Conservatives should look at all this and say to themselves, this is what we were hoping for, and we should applaud it.
We should applaud it because I think there's also going to be more.
And for all of those women uh marching today, who I know can probably feel the scorn in the eyes of many passers-by in DC.
I used to live in DC.
It is a wonderful little communist communist enclave in terms of its politics.
It's just left of left.
And I'm sure they know that the media is looking at them as somehow just ignorant, uh backwards in their thinking, anti-feminist.
I just want to say to all of the women at the March for Life today, and to anyone around the country who supports them or has none in the past, thank you.
I offer you uh a hug, a high five, a thumbs up.
Whatever I can give, thank you for what you're doing.
It matters.
And I think everybody who considers himself pro-life and a conservative should see some of the indicators, early indicators from the Trump administration, and also stop for a minute and say, so far, so good.
Buck Sexton infrarus Limbaugh will be back in just a few.
I should come back in here.
Um 800 282-2882 on the uh phone lines if you want to call in on this open line Friday.
Uh I thought I thought we were breaking, but actually we're going to extend this one a little bit.
Um, it's a perfect time to switch into another march.
Well, this is a little a little bit lighter fair.
Uh and that march is the March for Science.
Oh, yeah.
Hello, I'm here for the March for Science.
I'm very excited.
I have the packet protector, my glasses.
What's funny, of course, is that the March for Science is not going to be I'd have respect.
I props and all due respect to the March for Science if it was going to be actual scientists.
And I'm sure there'll be a few there, of course, for winter for window dressing, but what it will really turn into, and I don't even know if you've heard about this yet, is a bunch of hipsters getting together who probably never went beyond either freshman year biology in high school or sophomore year chemistry, who love to talk about how they're the party of science and they believe in science and they are all about the data.
Now the the law also tell you that gender is fluid, a spectrum, you can change gender.

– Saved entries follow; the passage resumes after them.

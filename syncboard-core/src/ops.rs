//! Order maintenance and orchestration.
//!
//! Every mutation that touches more than one store goes through here: moves,
//! cascading deletes, and the creation paths that append to an order list.
//! Drag-and-drop, keyboard shortcuts, and the presence simulation all call
//! the same functions, so the `column_id` field and the order lists cannot
//! drift apart across call sites.

use crate::store::{CardPatch, Stores};
use crate::types::{ActivityKind, ActivityPayload, Board, Card, CardId, Column, ColumnId};

#[derive(Debug, thiserror::Error)]
pub enum OpError {
    #[error("Board not found: {0}")]
    BoardNotFound(String),

    #[error("Column not found: {0}")]
    ColumnNotFound(String),

    #[error("Card not found: {0}")]
    CardNotFound(String),

    #[error("Card {card_id} cannot move to column {column_id} on another board")]
    CrossBoardMove { card_id: CardId, column_id: ColumnId },
}

/// Create a board and make it active.
pub fn create_board(stores: &mut Stores, name: &str) -> Board {
    stores.boards.create(name)
}

/// Create a column at the end of the board's column order.
pub fn create_column(stores: &mut Stores, board_id: &str, title: &str) -> Result<Column, OpError> {
    if !stores.boards.contains(board_id) {
        return Err(OpError::BoardNotFound(board_id.to_string()));
    }
    let column = stores.columns.create(board_id, title);
    let mut order = stores
        .boards
        .get(board_id)
        .map(|b| b.column_order.clone())
        .unwrap_or_default();
    order.push(column.id.clone());
    stores.boards.set_column_order(board_id, order);
    stores.activity.record(
        board_id,
        ActivityKind::ColumnCreated,
        ActivityPayload {
            column_id: Some(column.id.clone()),
            column_title: Some(column.title.clone()),
            ..Default::default()
        },
    );
    Ok(column)
}

pub fn rename_column(stores: &mut Stores, column_id: &str, title: &str) -> Result<(), OpError> {
    let board_id = stores
        .columns
        .board_of(column_id)
        .cloned()
        .ok_or_else(|| OpError::ColumnNotFound(column_id.to_string()))?;
    stores.columns.rename(column_id, title);
    let column_title = stores.columns.get(column_id).map(|c| c.title.clone());
    stores.activity.record(
        &board_id,
        ActivityKind::ColumnRenamed,
        ActivityPayload {
            column_id: Some(column_id.to_string()),
            column_title,
            ..Default::default()
        },
    );
    Ok(())
}

/// Create a card at the end of the column's card order.
pub fn create_card(stores: &mut Stores, column_id: &str, title: &str) -> Result<Card, OpError> {
    let column = stores
        .columns
        .get(column_id)
        .cloned()
        .ok_or_else(|| OpError::ColumnNotFound(column_id.to_string()))?;
    let card = stores.cards.create(column_id, &column.board_id, title);
    let mut order = column.card_order;
    order.push(card.id.clone());
    stores.columns.set_card_order(column_id, order);
    stores.activity.record(
        &card.board_id,
        ActivityKind::CardCreated,
        ActivityPayload {
            card_id: Some(card.id.clone()),
            card_title: Some(card.title.clone()),
            ..Default::default()
        },
    );
    Ok(card)
}

/// Shortcut path: new untitled card in the board's first surviving column.
/// Returns `Ok(None)` when the board has no usable column.
pub fn create_card_via_shortcut(
    stores: &mut Stores,
    board_id: &str,
) -> Result<Option<Card>, OpError> {
    let board = stores
        .boards
        .get(board_id)
        .ok_or_else(|| OpError::BoardNotFound(board_id.to_string()))?;
    let first = board
        .column_order
        .iter()
        .find(|id| stores.columns.contains(id))
        .cloned();
    match first {
        Some(column_id) => create_card(stores, &column_id, "").map(Some),
        None => Ok(None),
    }
}

/// Edit a card's fields and log a card_edited record.
pub fn edit_card(stores: &mut Stores, card_id: &str, patch: CardPatch) -> Result<(), OpError> {
    let board_id = stores
        .cards
        .board_of(card_id)
        .cloned()
        .ok_or_else(|| OpError::CardNotFound(card_id.to_string()))?;
    stores.cards.update(card_id, patch);
    let card_title = stores.cards.get(card_id).map(|c| c.title.clone());
    stores.activity.record(
        &board_id,
        ActivityKind::CardEdited,
        ActivityPayload {
            card_id: Some(card_id.to_string()),
            card_title,
            ..Default::default()
        },
    );
    Ok(())
}

/// Move a card to `target_column_id` at `index` (clamped to the list length).
///
/// This is the one atomic move: it rewrites the source and target card
/// orders and the card's `column_id` together, and records a card_moved
/// activity when the columns differ. A same-column call is an in-list
/// reorder with no activity. Returns whether anything changed.
pub fn move_card(
    stores: &mut Stores,
    card_id: &str,
    target_column_id: &str,
    index: usize,
    user_name: Option<&str>,
) -> Result<bool, OpError> {
    let card = stores
        .cards
        .get(card_id)
        .cloned()
        .ok_or_else(|| OpError::CardNotFound(card_id.to_string()))?;
    let target = stores
        .columns
        .get(target_column_id)
        .cloned()
        .ok_or_else(|| OpError::ColumnNotFound(target_column_id.to_string()))?;
    if target.board_id != card.board_id {
        return Err(OpError::CrossBoardMove {
            card_id: card_id.to_string(),
            column_id: target_column_id.to_string(),
        });
    }

    let from_column_id = card.column_id.clone();

    if from_column_id == target_column_id {
        let mut order = target.card_order;
        let old_index = match order.iter().position(|id| id == card_id) {
            Some(i) => i,
            // Stale state: the card is missing from its own column's order.
            // Treat as an insert so the lists re-converge.
            None => {
                let index = index.min(order.len());
                order.insert(index, card_id.to_string());
                stores.columns.set_card_order(target_column_id, order);
                return Ok(true);
            }
        };
        order.remove(old_index);
        let index = index.min(order.len());
        if index == old_index {
            return Ok(false);
        }
        order.insert(index, card_id.to_string());
        stores.columns.set_card_order(target_column_id, order);
        return Ok(true);
    }

    // Cross-column: drop from the source order, insert into the target,
    // repoint the card. All three or nothing.
    if let Some(source) = stores.columns.get(&from_column_id).cloned() {
        let order: Vec<CardId> = source
            .card_order
            .into_iter()
            .filter(|id| id != card_id)
            .collect();
        stores.columns.set_card_order(&from_column_id, order);
    }
    let mut order: Vec<CardId> = target
        .card_order
        .into_iter()
        .filter(|id| id != card_id)
        .collect();
    let index = index.min(order.len());
    order.insert(index, card_id.to_string());
    stores.columns.set_card_order(target_column_id, order);
    stores.cards.set_column(card_id, target_column_id);

    stores.activity.record(
        &card.board_id,
        ActivityKind::CardMoved,
        ActivityPayload {
            card_id: Some(card_id.to_string()),
            card_title: Some(card.title),
            from_column_id: Some(from_column_id),
            to_column_id: Some(target_column_id.to_string()),
            user_name: user_name.map(str::to_string),
            ..Default::default()
        },
    );
    Ok(true)
}

/// Reorder a column within its board to the given index (clamped).
pub fn reorder_columns(
    stores: &mut Stores,
    board_id: &str,
    column_id: &str,
    index: usize,
) -> Result<bool, OpError> {
    let board = stores
        .boards
        .get(board_id)
        .ok_or_else(|| OpError::BoardNotFound(board_id.to_string()))?;
    let mut order = board.column_order.clone();
    let old_index = order
        .iter()
        .position(|id| id == column_id)
        .ok_or_else(|| OpError::ColumnNotFound(column_id.to_string()))?;
    order.remove(old_index);
    let index = index.min(order.len());
    if index == old_index {
        return Ok(false);
    }
    order.insert(index, column_id.to_string());
    stores.boards.set_column_order(board_id, order);
    Ok(true)
}

/// Delete a card and remove it from its owning column's order.
pub fn delete_card(stores: &mut Stores, card_id: &str) -> Result<(), OpError> {
    let card = stores
        .cards
        .get(card_id)
        .cloned()
        .ok_or_else(|| OpError::CardNotFound(card_id.to_string()))?;
    if let Some(column) = stores.columns.get(&card.column_id).cloned() {
        let order: Vec<CardId> = column
            .card_order
            .into_iter()
            .filter(|id| id != card_id)
            .collect();
        stores.columns.set_card_order(&card.column_id, order);
    }
    stores.cards.delete(card_id);
    stores.activity.record(
        &card.board_id,
        ActivityKind::CardDeleted,
        ActivityPayload {
            card_id: Some(card_id.to_string()),
            card_title: Some(card.title),
            column_id: Some(card.column_id),
            ..Default::default()
        },
    );
    Ok(())
}

/// Delete a column, its cards, and its entry in the board's column order.
pub fn delete_column(stores: &mut Stores, column_id: &str) -> Result<(), OpError> {
    let column = stores
        .columns
        .get(column_id)
        .cloned()
        .ok_or_else(|| OpError::ColumnNotFound(column_id.to_string()))?;
    for card_id in &column.card_order {
        stores.cards.delete(card_id);
    }
    // Order lists can be stale; also sweep any card still pointing here.
    let stray: Vec<CardId> = stores
        .cards
        .iter()
        .filter(|c| c.column_id == *column_id)
        .map(|c| c.id.clone())
        .collect();
    for card_id in stray {
        stores.cards.delete(&card_id);
    }
    stores.columns.delete(column_id);
    if let Some(board) = stores.boards.get(&column.board_id) {
        let order: Vec<ColumnId> = board
            .column_order
            .iter()
            .filter(|id| *id != column_id)
            .cloned()
            .collect();
        stores.boards.set_column_order(&column.board_id, order);
    }
    stores.activity.record(
        &column.board_id,
        ActivityKind::ColumnDeleted,
        ActivityPayload {
            column_id: Some(column_id.to_string()),
            column_title: Some(column.title),
            ..Default::default()
        },
    );
    Ok(())
}

/// Delete a board and everything it owns (columns, cards).
pub fn delete_board(stores: &mut Stores, board_id: &str) -> Result<(), OpError> {
    if !stores.boards.contains(board_id) {
        return Err(OpError::BoardNotFound(board_id.to_string()));
    }
    let column_ids: Vec<ColumnId> = stores
        .columns
        .columns_for_board(board_id)
        .map(|c| c.id.clone())
        .collect();
    for column_id in &column_ids {
        if let Some(column) = stores.columns.get(column_id).cloned() {
            for card_id in &column.card_order {
                stores.cards.delete(card_id);
            }
        }
        stores.columns.delete(column_id);
    }
    let stray: Vec<CardId> = stores
        .cards
        .cards_for_board(board_id)
        .map(|c| c.id.clone())
        .collect();
    for card_id in stray {
        stores.cards.delete(&card_id);
    }
    stores.boards.delete(board_id);
    Ok(())
}

/// A board's column order with stale ids (deleted columns) filtered out.
/// Read-time defense; does not mutate.
pub fn valid_column_order(stores: &Stores, board_id: &str) -> Vec<ColumnId> {
    stores
        .boards
        .get(board_id)
        .map(|b| {
            b.column_order
                .iter()
                .filter(|id| stores.columns.contains(id))
                .cloned()
                .collect()
        })
        .unwrap_or_default()
}

/// A column's card order with stale or disowned ids filtered out.
pub fn valid_card_order(stores: &Stores, column_id: &str) -> Vec<CardId> {
    stores
        .columns
        .get(column_id)
        .map(|col| {
            col.card_order
                .iter()
                .filter(|id| {
                    stores
                        .cards
                        .get(id)
                        .map(|c| c.column_id == col.id)
                        .unwrap_or(false)
                })
                .cloned()
                .collect()
        })
        .unwrap_or_default()
}

/// Rewrite any order list on the board that references deleted entities.
/// Returns whether anything was repaired.
pub fn prune_stale_orders(stores: &mut Stores, board_id: &str) -> bool {
    let mut changed = false;
    let valid = valid_column_order(stores, board_id);
    if let Some(board) = stores.boards.get(board_id) {
        if valid.len() != board.column_order.len() {
            stores.boards.set_column_order(board_id, valid.clone());
            changed = true;
        }
    }
    for column_id in valid {
        let order = valid_card_order(stores, &column_id);
        if let Some(column) = stores.columns.get(&column_id) {
            if order.len() != column.card_order.len() {
                stores.columns.set_card_order(&column_id, order);
                changed = true;
            }
        }
    }
    if changed {
        log::info!("[syncboard.ops.prune] Repaired stale order entries on board {}", board_id);
    }
    changed
}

Uh they will fascinating data, by the way, on some of the um some of the way that the the climate change movement, as we see this more and more, they don't want this they don't want the information to get out there.
They don't believe.
I I saw this piece before on the Federalist, which is a great website that all of you should definitely check out at some point.
That somehow there's this massive uh massive panic when the climate change data is pulled off of a website for the White House.

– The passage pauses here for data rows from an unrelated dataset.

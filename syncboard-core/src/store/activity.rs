use std::collections::HashMap;

use crate::types::{new_id, now_millis, Activity, ActivityId, ActivityKind, ActivityPayload};

/// Append-only activity log. Records are never mutated or compacted;
/// board filtering and ordering happen at read time.
#[derive(Debug, Default)]
pub struct ActivityStore {
    activities: HashMap<ActivityId, Activity>,
}

impl ActivityStore {
    pub fn record(&mut self, board_id: &str, kind: ActivityKind, payload: ActivityPayload) -> Activity {
        let activity = Activity {
            id: new_id(),
            board_id: board_id.to_string(),
            kind,
            payload,
            timestamp: now_millis(),
        };
        self.activities.insert(activity.id.clone(), activity.clone());
        activity
    }

    pub fn get(&self, id: &str) -> Option<&Activity> {
        self.activities.get(id)
    }

    pub fn len(&self) -> usize {
        self.activities.len()
    }

    pub fn is_empty(&self) -> bool {
        self.activities.is_empty()
    }

    /// Activity for one board, newest first.
    pub fn for_board(&self, board_id: &str) -> Vec<&Activity> {
        let mut entries: Vec<&Activity> = self
            .activities
            .values()
            .filter(|a| a.board_id == board_id)
            .collect();
        entries.sort_by(|a, b| b.timestamp.cmp(&a.timestamp));
        entries
    }

    pub fn hydrate(&mut self, activities: HashMap<ActivityId, Activity>) {
        self.activities = activities;
    }

    pub fn snapshot(&self) -> HashMap<ActivityId, Activity> {
        self.activities.clone()
    }
}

This happens all the time.
Every new administration Oh, we can?
We go?
Oh, all right.
Now we actually are going to go into a break.

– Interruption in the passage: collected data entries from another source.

use std::collections::HashMap;

use crate::types::{
    new_id, now_millis, BoardId, Card, CardId, CardLabel, ColumnId, MemberId, DEFAULT_CARD_TITLE,
};

/// Partial update for a card's editable fields. `None` leaves a field alone.
#[derive(Debug, Default, Clone)]
pub struct CardPatch {
    pub title: Option<String>,
    pub description: Option<String>,
    pub labels: Option<Vec<CardLabel>>,
    pub assigned_member_ids: Option<Vec<MemberId>>,
    /// `Some(None)` clears the due date.
    pub due_date: Option<Option<String>>,
}

#[derive(Debug, Default)]
pub struct CardStore {
    cards: HashMap<CardId, Card>,
}

impl CardStore {
    /// Create a card owned by `column_id`. The caller appends the id to the
    /// owning column's card order.
    pub fn create(&mut self, column_id: &str, board_id: &str, title: &str) -> Card {
        let now = now_millis();
        let title = title.trim();
        let card = Card {
            id: new_id(),
            column_id: column_id.to_string(),
            board_id: board_id.to_string(),
            title: if title.is_empty() {
                DEFAULT_CARD_TITLE.to_string()
            } else {
                title.to_string()
            },
            description: String::new(),
            labels: Vec::new(),
            assigned_member_ids: Vec::new(),
            due_date: None,
            created_at: now,
            updated_at: now,
        };
        self.cards.insert(card.id.clone(), card.clone());
        card
    }

    pub fn get(&self, id: &str) -> Option<&Card> {
        self.cards.get(id)
    }

    pub fn contains(&self, id: &str) -> bool {
        self.cards.contains_key(id)
    }

    pub fn iter(&self) -> impl Iterator<Item = &Card> {
        self.cards.values()
    }

    pub fn cards_for_board<'a>(&'a self, board_id: &'a str) -> impl Iterator<Item = &'a Card> {
        self.cards.values().filter(move |c| c.board_id == board_id)
    }

    /// Apply a field patch and stamp `updated_at`. No-op for unknown ids.
    pub fn update(&mut self, id: &str, patch: CardPatch) {
        if let Some(card) = self.cards.get_mut(id) {
            if let Some(title) = patch.title {
                let title = title.trim().to_string();
                card.title = if title.is_empty() {
                    DEFAULT_CARD_TITLE.to_string()
                } else {
                    title
                };
            }
            if let Some(description) = patch.description {
                card.description = description;
            }
            if let Some(labels) = patch.labels {
                card.labels = labels;
            }
            if let Some(members) = patch.assigned_member_ids {
                card.assigned_member_ids = members;
            }
            if let Some(due) = patch.due_date {
                card.due_date = due;
            }
            card.updated_at = now_millis();
        }
    }

    /// Repoint a card at another column. Order lists are the ops layer's job;
    /// this only keeps the denormalized `column_id` field.
    pub fn set_column(&mut self, id: &str, column_id: &str) {
        if let Some(card) = self.cards.get_mut(id) {
            card.column_id = column_id.to_string();
            card.updated_at = now_millis();
        }
    }

    pub fn delete(&mut self, id: &str) {
        self.cards.remove(id);
    }

    pub fn hydrate(&mut self, cards: HashMap<CardId, Card>) {
        self.cards = cards;
    }

    pub fn snapshot(&self) -> HashMap<CardId, Card> {
        self.cards.clone()
    }

    pub fn column_of(&self, id: &str) -> Option<&ColumnId> {
        self.cards.get(id).map(|c| &c.column_id)
    }

    pub fn board_of(&self, id: &str) -> Option<&BoardId> {
        self.cards.get(id).map(|c| &c.board_id)
    }

    /// Attach a label to a card, generating the label id.
    pub fn add_label(&mut self, id: &str, text: &str, color: crate::types::LabelColor) {
        if let Some(card) = self.cards.get_mut(id) {
            card.labels.push(CardLabel {
                id: new_id(),
                text: text.to_string(),
                color,
            });
            card.updated_at = now_millis();
        }
    }

    pub fn remove_label(&mut self, id: &str, label_id: &str) {
        if let Some(card) = self.cards.get_mut(id) {
            card.labels.retain(|l| l.id != label_id);
            card.updated_at = now_millis();
        }
    }
}

#[cfg(test)]
mod tests {
    use super::*;
    use crate::types::LabelColor;

    #[test]
    fn test_create_defaults_title() {
        let mut store = CardStore::default();
        let card = store.create("c1", "b1", "  ");
        assert_eq!(card.title, DEFAULT_CARD_TITLE);
        assert_eq!(card.column_id, "c1");
        assert_eq!(card.board_id, "b1");
    }

    #[test]
    fn test_patch_only_touches_given_fields() {
        let mut store = CardStore::default();
        let card = store.create("c1", "b1", "Write docs");
        store.update(
            &card.id,
            CardPatch {
                description: Some("draft outline".to_string()),
                ..Default::default()
            },
        );
        let stored = store.get(&card.id).unwrap();
        assert_eq!(stored.title, "Write docs");
        assert_eq!(stored.description, "draft outline");
    }

    #[test]
    fn test_due_date_can_be_cleared() {
        let mut store = CardStore::default();
        let card = store.create("c1", "b1", "x");
        store.update(
            &card.id,
            CardPatch {
                due_date: Some(Some("2026-09-01".to_string())),
                ..Default::default()
            },
        );
        assert_eq!(
            store.get(&card.id).unwrap().due_date.as_deref(),
            Some("2026-09-01")
        );
        store.update(
            &card.id,
            CardPatch {
                due_date: Some(None),
                ..Default::default()
            },
        );
        assert_eq!(store.get(&card.id).unwrap().due_date, None);
    }

    #[test]
    fn test_add_and_remove_label() {
        let mut store = CardStore::default();
        let card = store.create("c1", "b1", "x");
        store.add_label(&card.id, "bug", LabelColor::Red);
        let label_id = store.get(&card.id).unwrap().labels[0].id.clone();
        store.remove_label(&card.id, &label_id);
        assert!(store.get(&card.id).unwrap().labels.is_empty());
    }
}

Buck Sexton and for Rush, and we will be right back.
Buck Sexton here in for Rush Limbaugh today on the EIB 800-282-2882.
We are here on Open Line Friday.
We want to take your calls, love a chat.
So light up those lines.
In the meantime, I just want to finish up on this March for Science.
This is Oh, this is good stuff.
So this comes from, according to a piece I see here on the Blaze dot com, a Reddit thread, because everyone's so scared that Donald Trump is going to be opposed to six he's anti-science.
So they want to have a big march where they're gonna have people, I don't know, probably dressed as the planet Pluto and you know I mean, of course they're all gonna be rolling up in their Priuses and riding around on tricycles, because you know, carbon emissions, obviously, and they're gonna be dancing around talking about science.
It'll be fascinating.
I I might have to just go to this one and interview people.
Say, so you're here for the March for Science.
Uh what exactly do you do you know of anything in particular about science?
Or is this just you have certain policy issues that you're psychologically uh psychologically attached to, and you think it makes you sophisticated and a better person than other people, like climate change, and you get to march around and be like, look at me, I'm so sophisticated, I'm amazing.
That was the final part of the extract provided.